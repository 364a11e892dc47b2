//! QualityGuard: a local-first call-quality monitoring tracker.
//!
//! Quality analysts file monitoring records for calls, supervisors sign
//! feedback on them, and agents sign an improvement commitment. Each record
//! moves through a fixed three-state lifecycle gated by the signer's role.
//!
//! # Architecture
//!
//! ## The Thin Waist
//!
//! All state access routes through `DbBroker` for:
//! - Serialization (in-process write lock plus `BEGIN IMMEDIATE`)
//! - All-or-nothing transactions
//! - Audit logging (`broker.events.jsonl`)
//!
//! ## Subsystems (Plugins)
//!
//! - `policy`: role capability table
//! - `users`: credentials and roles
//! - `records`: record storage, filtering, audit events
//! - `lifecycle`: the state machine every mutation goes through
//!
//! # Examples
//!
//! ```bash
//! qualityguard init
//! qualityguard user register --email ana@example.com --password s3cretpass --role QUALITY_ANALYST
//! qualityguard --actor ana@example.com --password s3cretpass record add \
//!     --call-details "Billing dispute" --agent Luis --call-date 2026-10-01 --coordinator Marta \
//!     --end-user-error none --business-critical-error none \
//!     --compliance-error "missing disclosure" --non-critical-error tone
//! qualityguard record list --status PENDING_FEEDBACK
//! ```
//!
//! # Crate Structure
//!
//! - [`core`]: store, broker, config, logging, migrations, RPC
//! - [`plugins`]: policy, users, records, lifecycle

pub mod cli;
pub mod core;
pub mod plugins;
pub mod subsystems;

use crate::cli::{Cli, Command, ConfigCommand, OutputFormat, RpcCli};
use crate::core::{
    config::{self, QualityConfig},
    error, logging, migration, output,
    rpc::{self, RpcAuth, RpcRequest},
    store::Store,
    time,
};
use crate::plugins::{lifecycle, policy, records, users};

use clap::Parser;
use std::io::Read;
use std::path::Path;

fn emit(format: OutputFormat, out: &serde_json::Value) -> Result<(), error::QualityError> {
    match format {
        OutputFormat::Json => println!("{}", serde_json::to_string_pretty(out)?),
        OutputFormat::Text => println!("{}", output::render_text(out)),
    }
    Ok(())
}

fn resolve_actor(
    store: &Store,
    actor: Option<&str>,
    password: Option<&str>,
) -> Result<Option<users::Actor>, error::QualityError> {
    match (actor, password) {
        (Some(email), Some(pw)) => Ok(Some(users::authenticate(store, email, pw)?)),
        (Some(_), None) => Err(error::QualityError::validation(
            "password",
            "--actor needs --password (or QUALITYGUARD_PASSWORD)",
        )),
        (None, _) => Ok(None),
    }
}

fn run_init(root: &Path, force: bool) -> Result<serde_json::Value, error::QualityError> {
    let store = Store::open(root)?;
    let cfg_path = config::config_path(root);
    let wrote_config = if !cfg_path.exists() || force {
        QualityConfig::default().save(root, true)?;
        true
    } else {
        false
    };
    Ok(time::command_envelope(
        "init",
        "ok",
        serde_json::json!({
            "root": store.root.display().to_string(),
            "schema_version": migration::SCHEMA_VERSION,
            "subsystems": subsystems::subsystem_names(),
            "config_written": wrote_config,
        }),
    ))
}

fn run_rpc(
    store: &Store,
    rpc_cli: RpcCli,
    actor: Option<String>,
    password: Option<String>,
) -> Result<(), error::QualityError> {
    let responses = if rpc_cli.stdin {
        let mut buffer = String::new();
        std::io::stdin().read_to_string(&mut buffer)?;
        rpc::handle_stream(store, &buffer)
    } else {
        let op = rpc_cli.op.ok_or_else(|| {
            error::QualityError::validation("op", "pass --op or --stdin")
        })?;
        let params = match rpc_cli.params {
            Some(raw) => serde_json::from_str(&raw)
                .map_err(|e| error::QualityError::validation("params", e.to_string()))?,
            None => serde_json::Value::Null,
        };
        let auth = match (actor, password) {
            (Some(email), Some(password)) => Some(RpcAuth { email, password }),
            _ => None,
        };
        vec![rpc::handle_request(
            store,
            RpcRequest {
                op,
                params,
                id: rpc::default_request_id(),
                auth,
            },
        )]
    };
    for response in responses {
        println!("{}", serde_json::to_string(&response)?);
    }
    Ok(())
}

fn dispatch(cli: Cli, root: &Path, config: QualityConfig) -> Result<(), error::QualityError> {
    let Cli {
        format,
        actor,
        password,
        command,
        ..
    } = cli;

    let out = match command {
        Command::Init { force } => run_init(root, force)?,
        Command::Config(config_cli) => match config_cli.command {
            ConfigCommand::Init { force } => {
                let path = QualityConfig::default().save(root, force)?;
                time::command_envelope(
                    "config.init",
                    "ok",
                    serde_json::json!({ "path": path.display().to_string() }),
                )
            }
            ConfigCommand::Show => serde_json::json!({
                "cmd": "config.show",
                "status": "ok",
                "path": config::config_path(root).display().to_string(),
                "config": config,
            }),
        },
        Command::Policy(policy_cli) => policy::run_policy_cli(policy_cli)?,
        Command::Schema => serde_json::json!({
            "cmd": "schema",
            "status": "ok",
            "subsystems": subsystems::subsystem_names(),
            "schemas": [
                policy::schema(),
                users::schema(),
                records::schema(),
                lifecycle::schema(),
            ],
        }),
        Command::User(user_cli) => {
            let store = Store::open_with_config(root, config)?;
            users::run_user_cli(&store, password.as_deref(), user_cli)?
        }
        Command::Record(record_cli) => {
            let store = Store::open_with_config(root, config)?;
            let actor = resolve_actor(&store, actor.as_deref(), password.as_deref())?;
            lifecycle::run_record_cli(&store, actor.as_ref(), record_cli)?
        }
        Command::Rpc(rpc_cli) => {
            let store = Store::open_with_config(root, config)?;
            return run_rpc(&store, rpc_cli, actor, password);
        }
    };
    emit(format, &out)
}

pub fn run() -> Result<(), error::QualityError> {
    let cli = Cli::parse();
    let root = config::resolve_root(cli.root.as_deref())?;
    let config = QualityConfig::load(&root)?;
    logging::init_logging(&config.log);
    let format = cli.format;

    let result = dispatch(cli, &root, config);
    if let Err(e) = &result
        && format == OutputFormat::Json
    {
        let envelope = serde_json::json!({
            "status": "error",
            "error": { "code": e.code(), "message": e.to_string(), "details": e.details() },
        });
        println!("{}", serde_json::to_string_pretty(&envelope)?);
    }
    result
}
* * *
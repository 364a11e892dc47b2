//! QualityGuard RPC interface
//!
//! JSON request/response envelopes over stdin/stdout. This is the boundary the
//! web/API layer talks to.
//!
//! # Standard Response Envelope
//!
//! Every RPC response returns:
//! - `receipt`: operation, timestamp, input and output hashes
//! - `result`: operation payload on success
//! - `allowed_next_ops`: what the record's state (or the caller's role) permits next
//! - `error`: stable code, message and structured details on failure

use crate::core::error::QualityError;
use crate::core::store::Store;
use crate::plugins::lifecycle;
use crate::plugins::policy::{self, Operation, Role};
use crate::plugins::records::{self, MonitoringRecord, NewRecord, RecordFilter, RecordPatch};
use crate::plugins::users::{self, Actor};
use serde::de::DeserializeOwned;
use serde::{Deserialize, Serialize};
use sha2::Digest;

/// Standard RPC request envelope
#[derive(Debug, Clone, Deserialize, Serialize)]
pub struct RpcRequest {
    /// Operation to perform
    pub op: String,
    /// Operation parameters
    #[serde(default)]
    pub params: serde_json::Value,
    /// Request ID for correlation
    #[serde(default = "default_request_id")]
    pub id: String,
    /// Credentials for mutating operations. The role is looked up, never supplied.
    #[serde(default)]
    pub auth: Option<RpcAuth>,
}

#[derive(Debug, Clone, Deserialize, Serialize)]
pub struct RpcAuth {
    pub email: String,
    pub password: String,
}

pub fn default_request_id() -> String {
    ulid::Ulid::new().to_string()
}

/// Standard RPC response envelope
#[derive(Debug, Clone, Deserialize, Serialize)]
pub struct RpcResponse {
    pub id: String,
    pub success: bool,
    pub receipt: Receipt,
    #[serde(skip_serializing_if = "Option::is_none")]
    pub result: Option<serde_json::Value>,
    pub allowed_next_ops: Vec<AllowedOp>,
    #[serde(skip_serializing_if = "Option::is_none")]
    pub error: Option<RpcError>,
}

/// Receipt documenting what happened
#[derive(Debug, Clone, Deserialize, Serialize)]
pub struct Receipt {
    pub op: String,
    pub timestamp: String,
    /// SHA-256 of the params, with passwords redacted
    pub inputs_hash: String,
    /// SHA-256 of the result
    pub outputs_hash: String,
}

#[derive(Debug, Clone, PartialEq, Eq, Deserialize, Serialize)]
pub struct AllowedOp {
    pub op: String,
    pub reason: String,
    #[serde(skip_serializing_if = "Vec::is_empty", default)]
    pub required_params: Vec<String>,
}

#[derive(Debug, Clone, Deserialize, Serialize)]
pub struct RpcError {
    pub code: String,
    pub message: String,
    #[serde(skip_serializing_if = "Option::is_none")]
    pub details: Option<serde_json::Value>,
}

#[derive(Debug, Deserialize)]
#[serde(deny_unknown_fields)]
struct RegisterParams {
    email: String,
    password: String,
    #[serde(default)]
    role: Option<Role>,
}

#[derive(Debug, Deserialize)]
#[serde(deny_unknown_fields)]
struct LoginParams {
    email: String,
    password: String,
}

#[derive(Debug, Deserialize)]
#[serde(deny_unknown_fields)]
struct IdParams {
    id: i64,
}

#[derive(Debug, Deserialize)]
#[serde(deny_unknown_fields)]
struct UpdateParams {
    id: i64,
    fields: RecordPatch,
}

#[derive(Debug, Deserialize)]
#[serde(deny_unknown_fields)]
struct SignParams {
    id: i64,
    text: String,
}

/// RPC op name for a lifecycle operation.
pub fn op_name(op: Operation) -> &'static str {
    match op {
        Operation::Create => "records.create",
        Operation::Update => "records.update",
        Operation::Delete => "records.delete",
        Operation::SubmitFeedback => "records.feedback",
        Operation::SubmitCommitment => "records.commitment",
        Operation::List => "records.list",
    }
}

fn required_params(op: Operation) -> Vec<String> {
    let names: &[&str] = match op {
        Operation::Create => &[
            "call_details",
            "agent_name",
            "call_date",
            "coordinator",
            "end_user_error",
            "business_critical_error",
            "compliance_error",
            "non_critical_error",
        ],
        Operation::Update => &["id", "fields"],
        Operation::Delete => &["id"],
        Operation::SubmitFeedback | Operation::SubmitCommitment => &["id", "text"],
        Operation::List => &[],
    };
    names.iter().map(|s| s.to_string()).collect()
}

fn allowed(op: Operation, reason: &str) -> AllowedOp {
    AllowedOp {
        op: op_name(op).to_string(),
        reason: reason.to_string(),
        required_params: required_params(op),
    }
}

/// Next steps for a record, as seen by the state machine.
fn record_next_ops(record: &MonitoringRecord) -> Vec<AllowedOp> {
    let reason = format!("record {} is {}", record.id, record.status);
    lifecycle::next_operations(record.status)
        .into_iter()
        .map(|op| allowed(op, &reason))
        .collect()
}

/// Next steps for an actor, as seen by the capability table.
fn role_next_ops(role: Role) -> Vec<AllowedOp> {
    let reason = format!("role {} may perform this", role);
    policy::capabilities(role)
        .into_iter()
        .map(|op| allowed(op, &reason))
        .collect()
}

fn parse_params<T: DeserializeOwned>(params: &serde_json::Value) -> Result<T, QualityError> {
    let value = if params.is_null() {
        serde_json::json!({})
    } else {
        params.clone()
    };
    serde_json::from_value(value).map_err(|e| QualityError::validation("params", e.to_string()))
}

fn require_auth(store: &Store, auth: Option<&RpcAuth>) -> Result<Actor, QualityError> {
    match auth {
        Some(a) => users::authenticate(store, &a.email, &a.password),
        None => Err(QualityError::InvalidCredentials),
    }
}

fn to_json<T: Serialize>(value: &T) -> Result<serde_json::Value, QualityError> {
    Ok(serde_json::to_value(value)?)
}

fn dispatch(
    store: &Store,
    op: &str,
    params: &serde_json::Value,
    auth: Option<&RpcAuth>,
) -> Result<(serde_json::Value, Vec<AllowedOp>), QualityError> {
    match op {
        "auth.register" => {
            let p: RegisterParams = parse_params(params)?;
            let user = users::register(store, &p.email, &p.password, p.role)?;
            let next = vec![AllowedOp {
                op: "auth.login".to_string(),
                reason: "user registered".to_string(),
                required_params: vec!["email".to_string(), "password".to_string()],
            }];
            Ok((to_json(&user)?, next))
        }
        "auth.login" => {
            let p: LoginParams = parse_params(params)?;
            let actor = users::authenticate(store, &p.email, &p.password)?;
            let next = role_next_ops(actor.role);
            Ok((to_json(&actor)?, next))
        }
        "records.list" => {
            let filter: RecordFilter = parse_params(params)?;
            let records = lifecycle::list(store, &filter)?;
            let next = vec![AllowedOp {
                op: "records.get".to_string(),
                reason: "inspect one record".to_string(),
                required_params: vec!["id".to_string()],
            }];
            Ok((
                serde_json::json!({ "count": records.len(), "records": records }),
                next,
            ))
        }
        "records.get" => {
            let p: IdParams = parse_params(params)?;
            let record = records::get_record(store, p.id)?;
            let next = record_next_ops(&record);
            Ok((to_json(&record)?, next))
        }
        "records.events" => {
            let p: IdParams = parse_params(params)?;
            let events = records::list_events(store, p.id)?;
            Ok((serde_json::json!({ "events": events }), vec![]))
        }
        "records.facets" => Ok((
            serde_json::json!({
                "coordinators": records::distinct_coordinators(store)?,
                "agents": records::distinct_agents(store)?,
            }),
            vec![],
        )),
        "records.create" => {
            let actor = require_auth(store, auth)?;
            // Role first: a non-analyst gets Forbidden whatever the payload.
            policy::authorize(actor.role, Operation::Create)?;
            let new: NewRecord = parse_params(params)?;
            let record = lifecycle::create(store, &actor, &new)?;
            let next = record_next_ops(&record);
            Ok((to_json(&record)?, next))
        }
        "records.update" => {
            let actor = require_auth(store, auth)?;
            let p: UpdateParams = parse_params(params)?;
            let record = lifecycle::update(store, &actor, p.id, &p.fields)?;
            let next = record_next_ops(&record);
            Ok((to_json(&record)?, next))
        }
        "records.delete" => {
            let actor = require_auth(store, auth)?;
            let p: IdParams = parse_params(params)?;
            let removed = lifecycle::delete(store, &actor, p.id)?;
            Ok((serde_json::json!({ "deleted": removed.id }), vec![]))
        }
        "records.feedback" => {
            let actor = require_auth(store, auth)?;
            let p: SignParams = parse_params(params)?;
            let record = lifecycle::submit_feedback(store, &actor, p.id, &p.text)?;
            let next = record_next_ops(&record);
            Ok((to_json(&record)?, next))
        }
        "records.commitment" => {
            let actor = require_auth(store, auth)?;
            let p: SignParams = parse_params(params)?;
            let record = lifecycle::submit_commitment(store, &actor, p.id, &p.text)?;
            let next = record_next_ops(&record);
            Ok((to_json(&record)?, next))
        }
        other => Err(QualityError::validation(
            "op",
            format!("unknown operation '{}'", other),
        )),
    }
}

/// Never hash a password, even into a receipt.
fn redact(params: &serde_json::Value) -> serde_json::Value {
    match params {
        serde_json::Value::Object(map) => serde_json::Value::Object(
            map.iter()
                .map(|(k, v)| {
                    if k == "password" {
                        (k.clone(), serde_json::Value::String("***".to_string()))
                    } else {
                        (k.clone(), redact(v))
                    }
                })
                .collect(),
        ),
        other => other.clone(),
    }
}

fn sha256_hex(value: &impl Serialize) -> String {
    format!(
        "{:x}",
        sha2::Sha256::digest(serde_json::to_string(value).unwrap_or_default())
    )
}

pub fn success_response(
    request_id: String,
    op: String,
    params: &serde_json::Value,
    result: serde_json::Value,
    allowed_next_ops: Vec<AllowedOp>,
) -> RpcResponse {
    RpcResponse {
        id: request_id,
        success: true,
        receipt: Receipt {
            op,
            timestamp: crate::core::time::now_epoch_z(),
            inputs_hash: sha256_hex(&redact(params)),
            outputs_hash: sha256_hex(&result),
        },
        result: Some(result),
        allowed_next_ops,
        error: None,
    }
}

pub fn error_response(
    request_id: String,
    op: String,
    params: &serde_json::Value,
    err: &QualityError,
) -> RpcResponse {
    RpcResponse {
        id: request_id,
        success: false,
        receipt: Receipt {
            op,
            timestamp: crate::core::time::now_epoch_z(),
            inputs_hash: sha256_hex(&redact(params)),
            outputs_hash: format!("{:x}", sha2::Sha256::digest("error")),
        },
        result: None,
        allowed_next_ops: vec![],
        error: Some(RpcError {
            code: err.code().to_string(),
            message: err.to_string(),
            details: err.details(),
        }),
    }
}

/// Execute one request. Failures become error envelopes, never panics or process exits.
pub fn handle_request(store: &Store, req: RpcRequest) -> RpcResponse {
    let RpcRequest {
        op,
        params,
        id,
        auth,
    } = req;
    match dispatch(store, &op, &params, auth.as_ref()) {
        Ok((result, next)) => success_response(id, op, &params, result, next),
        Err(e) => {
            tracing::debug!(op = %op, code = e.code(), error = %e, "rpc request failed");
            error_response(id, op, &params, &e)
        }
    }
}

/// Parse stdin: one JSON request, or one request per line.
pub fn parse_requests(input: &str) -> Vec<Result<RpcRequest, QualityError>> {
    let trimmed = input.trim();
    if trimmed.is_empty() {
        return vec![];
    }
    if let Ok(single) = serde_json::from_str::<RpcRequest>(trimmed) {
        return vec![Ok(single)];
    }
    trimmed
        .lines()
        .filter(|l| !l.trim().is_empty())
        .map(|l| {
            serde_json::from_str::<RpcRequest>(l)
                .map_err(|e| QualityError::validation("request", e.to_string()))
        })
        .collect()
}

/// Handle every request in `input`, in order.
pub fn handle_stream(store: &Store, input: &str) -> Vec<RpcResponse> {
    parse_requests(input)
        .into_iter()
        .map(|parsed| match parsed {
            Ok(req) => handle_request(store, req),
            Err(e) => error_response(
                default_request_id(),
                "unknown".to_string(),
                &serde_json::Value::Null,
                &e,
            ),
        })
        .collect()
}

= EXERCISE OBJECTIVE =
Where does "logging" appear in the records above? Copy each line that holds it.

= RESPONSE FOR THIS EXERCISE =
//! - Audit logging (`broker.events.jsonl`)
//! - [`core`]: store, broker, config, logging, migrations, RPC
    error, logging, migration, output,
    logging::init_logging(&config.log);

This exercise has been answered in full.